Эту архитектуру следовало “читать”, как живописные произведения той эпохи, “колхозные праздники”, “завтраки в поле”, “будни латышских рыбаков”. Здание расшифровывалось до конца, любая деталь получала ясный словесный образ. Вместо акантовых листьев – листья салата, вместо коринфской капители – сноп колосьев, бараньи рога вместо завитков волют и бесконечные гирлянды из монументальных фруктов, от яблок до ананасов. Не выставочные павильоны, а настоящие дворцы, для которых не жалели золота и мрамора, языческие храмы, посвященные коровам и кроликам.
На фотографиях тех лет это производит удивительное впечатление – в дворцовых интерьерах среди драгоценных колонн лежат мешки пшеницы и снопы ржи, как будто бы в царские покои перед осадой втащили пищевые припасы или колхоз-миллионер устроил склад на станции московского метро.
В образе ВСХВ 54, идеальной страны, созданной по законам искусства, узнавал себя Советский Союз. Но после войны он не так уже увлекался садоводством и виноградарством, а все больше атомом и космосом, поэтому выставка стала Выставкой достижений народного хозяйства.

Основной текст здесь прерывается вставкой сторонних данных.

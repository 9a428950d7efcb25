//! Built-in sub-sheets, registered on the skin's stylesheet builder.

mod bars;
mod buttons;
mod checkbox;
mod input_label;
mod window;

pub use bars::BarSheet;
pub use buttons::ButtonSheet;
pub use checkbox::CheckBoxSheet;
pub use input_label::InputLabelSheet;
pub use window::WindowSheet;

Уже в этот момент она многое подрастеряла. Куда органичнее и приземленнее выглядели мелодрамы о скрещивании добропорядочной культурной пшеницы с диким вредителем пыреем (барышня и хулиган) – этим прославился директор Сельскохозяйственной выставки академик Цицын. Или образцовые машинно-тракторные станции среди деревьев, свезенных со всего Союза – “широколапая ель с далекого Тянь-Шаня, седые полярные мхи с вечнозелеными эвкалиптами и тунговыми деревьями из солнечной Грузии, низкорослые березы Крайнего Севера с крымскими кипарисами, камчатская роза с гордыми пальмами Закавказья, среднеазиатская чинара и саксаулы казахстанских степей с цветущей акацией и стройными тополями плодоносной Украины”. Теперь же речь шла о безвоздушных пространствах космоса, где не было чернозема под ногами. Хотя по радио и пели о том, что “на Марсе будут яблони цвести”, но ясно было, что этих марсианских яблочек нам не попробовать.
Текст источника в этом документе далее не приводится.